Several observations support the notion that automaticity plays a more prominent role in the longitudinal clinical preservation of drug use. First, the DSM-IV (1994) criteria for diagnosis of dependence favour constructs related to automaticity, such as perseveration despite costs and binging or chain consumption, rather than constructs to do with drug valuation, such as craving and expectancy. Indeed, we have recently found that BIS impulsivity was most strongly associated with these two automatic constructs of the DSM (Chase and Hogarth 2011). Second, the impact of public health information on cessation is dependent upon individual differences in the depth of cognitive processing of this information (Hammond et al. 2003) and education level of the individual (Heyman 2003), suggesting impaired cognition is important for clinical perseveration. Third, impulsivity has been associated with markers for clinical perseveration rather than uptake (Flory and Manuck 2009) and shows greater co-morbidity with substance misuse in adult versus adolescent populations (Biederman et al. 1997), is more strongly associated with treatment retention than with drug use severity (Moeller et al. 2001) see also (Schmitz et al. 2009) and has been associated with poorer quit rates after controlling for craving, dependence, age and affect (Doran et al. 2004). Although these findings are suggestive, the predominance of automatic learning in clinical perseveration remains to be tested using paradigms that fully support this conclusion.

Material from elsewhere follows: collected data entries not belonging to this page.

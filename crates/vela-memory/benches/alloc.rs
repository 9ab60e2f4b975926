//! Allocation throughput benchmarks

use std::sync::Arc;

use criterion::{criterion_group, criterion_main, BatchSize, Criterion, Throughput};

use vela_memory::{BlockPool, OsBackend};

fn bench_thread_local_bump(c: &mut Criterion) {
    let mut group = c.benchmark_group("thread_local_bump");
    group.throughput(Throughput::Elements(10_000));

    group.bench_function("alloc_64b_x10k", |b| {
        b.iter_batched(
            || {
                let pool = BlockPool::new(Arc::new(OsBackend), false);
                pool.init(4 << 20, None).unwrap();
                pool
            },
            |pool| {
                let local = pool.thread_local();
                for _ in 0..10_000 {
                    criterion::black_box(local.alloc0(64, 16).unwrap());
                }
            },
            BatchSize::SmallInput,
        );
    });

    group.finish();
}

fn bench_pool_refill(c: &mut Criterion) {
    let mut group = c.benchmark_group("pool_refill");
    group.throughput(Throughput::Elements(256));

    group.bench_function("direct_16k_x256", |b| {
        b.iter_batched(
            || {
                let pool = BlockPool::new(Arc::new(OsBackend), false);
                pool.init(8 << 20, None).unwrap();
                pool
            },
            |pool| {
                for _ in 0..256 {
                    criterion::black_box(pool.allocate(16 * 1024, 64, false).unwrap());
                }
            },
            BatchSize::SmallInput,
        );
    });

    group.finish();
}

fn bench_reset_reuse(c: &mut Criterion) {
    c.bench_function("reset_and_refill", |b| {
        let pool = BlockPool::new(Arc::new(OsBackend), false);
        pool.init(4 << 20, None).unwrap();
        b.iter(|| {
            for _ in 0..1_000 {
                criterion::black_box(pool.allocate(256, 16, false).unwrap());
            }
            pool.reset();
        });
    });
}

criterion_group!(benches, bench_thread_local_bump, bench_pool_refill, bench_reset_reuse);
criterion_main!(benches);
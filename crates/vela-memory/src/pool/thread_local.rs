//! Per-thread bump allocation over pool-issued slabs
//!
//! Each thread owns a pair of bump allocators so that two interleaved
//! allocation streams (tree nodes vs. leaf payloads, typically) do not
//! pollute each other's slab. The pool keeps every pair in an explicit
//! registry keyed by thread id, so lifecycle operations can walk all
//! per-thread state without relying on TLS destructors.

use std::cell::Cell;
use std::collections::HashMap;
use std::ptr::NonNull;
use std::sync::Arc;
use std::thread::ThreadId;

use parking_lot::Mutex;

use crate::error::{MemoryError, MemoryResult};
use crate::pool::block::{MAX_ALIGNMENT, MAX_ALLOCATION_SIZE};
use crate::pool::BlockPool;
use crate::utils::align_pad;

/// Per-thread small-allocation cursor over a slab carved from the pool.
///
/// Not synchronized: during a build only the owning thread touches it;
/// the registry walks it only at quiescent lifecycle points.
pub struct ThreadBump {
    ptr: Cell<*mut u8>,
    cur: Cell<usize>,
    end: Cell<usize>,
    slab_size: Cell<usize>,
    bytes_used: Cell<usize>,
    bytes_wasted: Cell<usize>,
}

impl ThreadBump {
    pub(crate) fn new(slab_size: usize) -> Self {
        Self {
            ptr: Cell::new(std::ptr::null_mut()),
            cur: Cell::new(0),
            end: Cell::new(0),
            slab_size: Cell::new(slab_size),
            bytes_used: Cell::new(0),
            bytes_wasted: Cell::new(0),
        }
    }

    /// Drops the slab reference and zeroes the local accounting. The slab
    /// itself stays with its block; the pool reclaims it on reset/clear.
    pub fn reset(&self) {
        self.ptr.set(std::ptr::null_mut());
        self.cur.set(0);
        self.end.set(0);
        self.bytes_used.set(0);
        self.bytes_wasted.set(0);
    }

    /// Bytes handed out by this bump.
    pub fn used_bytes(&self) -> usize {
        self.bytes_used.get()
    }

    /// Alignment padding plus retired-slab tails, plus the unused tail of
    /// the live slab (reported, not consumed).
    pub fn wasted_bytes(&self) -> usize {
        self.bytes_wasted.get() + (self.end.get() - self.cur.get())
    }

    /// Allocates `bytes` aligned to `align` (≤ 64), refilling from `pool`
    /// on overflow.
    pub fn alloc(
        &self,
        pool: &BlockPool,
        bytes: usize,
        align: usize,
    ) -> MemoryResult<NonNull<u8>> {
        if !align.is_power_of_two() || align > MAX_ALIGNMENT {
            return Err(MemoryError::invalid_alignment(align, MAX_ALIGNMENT));
        }
        // A zero-sized request still receives a unique grant.
        let bytes = bytes.max(1);
        if let Some(ptr) = self.try_bump(bytes, align) {
            self.bytes_used.set(self.bytes_used.get() + bytes);
            return Ok(ptr);
        }

        // Oversize escape: a request that would burn most of a slab goes
        // straight to the pool and leaves the current slab untouched.
        if 4 * bytes > self.slab_size.get() {
            let (ptr, _) = pool.allocate(bytes, MAX_ALIGNMENT, false)?;
            self.bytes_used.set(self.bytes_used.get() + bytes);
            return Ok(ptr);
        }

        // Partial refill: accept the trailing slack of the pool's current
        // block before forcing a fresh one.
        let (slab, granted) = pool.allocate(self.slab_size.get(), MAX_ALIGNMENT, true)?;
        self.retire_slab(slab, granted);
        if let Some(ptr) = self.try_bump(bytes, align) {
            self.bytes_used.set(self.bytes_used.get() + bytes);
            return Ok(ptr);
        }

        // The partial grant was too small; take a full slab and grow the
        // slab size for the next refill.
        let grown = (2 * self.slab_size.get()).min(MAX_ALLOCATION_SIZE);
        self.slab_size.set(grown);
        let (slab, granted) = pool.allocate(grown, MAX_ALIGNMENT, false)?;
        self.retire_slab(slab, granted);
        match self.try_bump(bytes, align) {
            Some(ptr) => {
                self.bytes_used.set(self.bytes_used.get() + bytes);
                Ok(ptr)
            }
            // A full slab is at least 4x the request plus worst-case padding.
            None => unreachable!("fresh slab cannot fail a small allocation"),
        }
    }

    fn try_bump(&self, bytes: usize, align: usize) -> Option<NonNull<u8>> {
        let cur = self.cur.get();
        // The slab base is 64-aligned, so offset alignment equals address
        // alignment.
        let pad = align_pad(cur, align);
        if cur + pad + bytes > self.end.get() {
            return None;
        }
        self.cur.set(cur + pad + bytes);
        self.bytes_wasted.set(self.bytes_wasted.get() + pad);
        // SAFETY: [cur+pad, cur+pad+bytes) is within the live slab and only
        // the owning thread advances this cursor.
        Some(unsafe { NonNull::new_unchecked(self.ptr.get().add(cur + pad)) })
    }

    fn retire_slab(&self, slab: NonNull<u8>, granted: usize) {
        self.bytes_wasted
            .set(self.bytes_wasted.get() + (self.end.get() - self.cur.get()));
        self.ptr.set(slab.as_ptr());
        self.cur.set(0);
        self.end.set(granted);
    }
}

/// The two bump allocators of one thread.
///
/// In single mode the second stream aliases the first, so both route into
/// one slab.
pub struct ThreadBumpPair {
    a0: ThreadBump,
    a1: ThreadBump,
    single: bool,
}

// SAFETY: a pair is only ever driven by its owning thread while a build is
// running; the registry hands out clones of the Arc but cross-thread access
// happens exclusively at quiescent lifecycle points (cleanup/reset), after
// every worker has finished. The Cell fields are therefore never raced.
unsafe impl Send for ThreadBumpPair {}
unsafe impl Sync for ThreadBumpPair {}

impl ThreadBumpPair {
    pub(crate) fn new(slab_size: usize, single: bool) -> Self {
        Self {
            a0: ThreadBump::new(slab_size),
            a1: ThreadBump::new(slab_size),
            single,
        }
    }

    /// First allocation stream.
    pub fn alloc0(&self) -> &ThreadBump {
        &self.a0
    }

    /// Second allocation stream; aliases the first in single mode.
    pub fn alloc1(&self) -> &ThreadBump {
        if self.single {
            &self.a0
        } else {
            &self.a1
        }
    }

    /// Resets both bumps.
    pub fn reset(&self) {
        self.a0.reset();
        self.a1.reset();
    }

    /// Bytes handed out by both streams.
    pub fn used_bytes(&self) -> usize {
        self.a0.used_bytes() + self.a1.used_bytes()
    }

    /// Waste accumulated by both streams.
    pub fn wasted_bytes(&self) -> usize {
        self.a0.wasted_bytes() + self.a1.wasted_bytes()
    }
}

/// Calling thread's view of the pool: both bump streams plus the pool
/// handle needed for refills.
pub struct LocalAlloc<'pool> {
    pool: &'pool BlockPool,
    pair: Arc<ThreadBumpPair>,
}

impl<'pool> LocalAlloc<'pool> {
    pub(crate) fn new(pool: &'pool BlockPool, pair: Arc<ThreadBumpPair>) -> Self {
        Self { pool, pair }
    }

    /// Allocates from the first stream.
    pub fn alloc0(&self, bytes: usize, align: usize) -> MemoryResult<NonNull<u8>> {
        self.pair.alloc0().alloc(self.pool, bytes, align)
    }

    /// Allocates from the second stream.
    pub fn alloc1(&self, bytes: usize, align: usize) -> MemoryResult<NonNull<u8>> {
        self.pair.alloc1().alloc(self.pool, bytes, align)
    }

    /// The underlying pair, e.g. for accounting.
    pub fn pair(&self) -> &ThreadBumpPair {
        &self.pair
    }
}

/// Registry of all per-thread pairs, keyed by thread id.
///
/// Lazily inserts on first access from a thread; lifecycle operations
/// iterate or drain it at quiescent points.
pub(crate) struct ThreadRegistry {
    pairs: Mutex<HashMap<ThreadId, Arc<ThreadBumpPair>>>,
}

impl ThreadRegistry {
    pub(crate) fn new() -> Self {
        Self { pairs: Mutex::new(HashMap::new()) }
    }

    pub(crate) fn get_or_insert(&self, slab_size: usize, single: bool) -> Arc<ThreadBumpPair> {
        let mut pairs = self.pairs.lock();
        pairs
            .entry(std::thread::current().id())
            .or_insert_with(|| Arc::new(ThreadBumpPair::new(slab_size, single)))
            .clone()
    }

    /// Folds every pair's accounting into `(used, wasted)` and empties the
    /// registry. Quiescent callers only.
    pub(crate) fn drain_accounting(&self) -> (usize, usize) {
        let mut pairs = self.pairs.lock();
        let mut used = 0;
        let mut wasted = 0;
        for pair in pairs.values() {
            used += pair.used_bytes();
            wasted += pair.wasted_bytes();
        }
        pairs.clear();
        (used, wasted)
    }

    /// Resets every pair in place. Quiescent callers only.
    pub(crate) fn reset_all(&self) {
        for pair in self.pairs.lock().values() {
            pair.reset();
        }
    }

    /// Sums live accounting without draining.
    pub(crate) fn accounting(&self) -> (usize, usize) {
        let pairs = self.pairs.lock();
        let used = pairs.values().map(|p| p.used_bytes()).sum();
        let wasted = pairs.values().map(|p| p.wasted_bytes()).sum();
        (used, wasted)
    }
}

It is difficult to explain why the BIS nonplanning scale alone was associated with automatic drug-taking. Across the BIS literature as a whole, the three scales (nonplanning, motor, attentional) show a somewhat chaotic pattern of associations with different diagnoses and psychometric assessments. However, several observations highlight nonplanning impulsivity as decisive predictor, beyond the other scales, which help build a notion of the mechanisms underpinning impulsive-automaticity. Specifically, nonplanning impulsivity has been associated with reduced volume of the right middle orbitofrontal cortex (OFC; Matsuo et al. 2009), reduced OFC volume and addiction in schizophrenics (Schiffer et al. 2010; which may exacerbate reduced medial OFC volume in smokers Kühn et al. 2010), delayed discounting (de Wit et al. 2007), a unique genetic substrate (Benko et al. 2010) and greater susceptibility to impairment of cued reaction time following tryptophan (5HT) depletion (Cools et al. 2005). Perhaps most curiously, Ersche et al. (2010) examined the impulsivity of siblings of drug users to determine whether impulsivity pre-exists drug exposure and found that siblings differed from controls only with respect to nonplanning impulsivity. By contrast, drug users differed from controls by all three scales, suggesting that the motor and attentional components are exacerbated by drug exposure. One can only speculate about how automatic consummatory behaviour accompanying nonplanning impulsivity may have conferred vulnerability to initiate drug use. One possibility is that automatic consummatory patterns more readily generalise from natural reward (food, sweets) to alcohol, tobacco and illicit drugs because the individual does not exert intentional control to stop this generalisation, easing the gateway into drug use, but this remains a speculation.

To conclude, the study found that impulsivity was not associated with increased frequency of drug-seeking and drug-taking behaviour, but individual differences in uptake and craving were. Rather, nonplanning impulsivity was associated with a decoupling of drug-taking from craving, suggesting this behaviour was automatic. However, this automaticity did not extend to drug-seeking, suggesting that nonplanning impulsivity only augments automatic control of behaviours which have undergone training favourable to automaticity. Overall, the study supports a dual-process account of dependence vulnerability wherein uptake is mediated by hypervaluation of the drug as an instrumental goal, whereas clinical perseveration is mediated by the formation of automatic or habitual drug consumption. It will be important for future research to assess whether the balance between these two learning processes changes as a function of drug class and chronicity of drug use.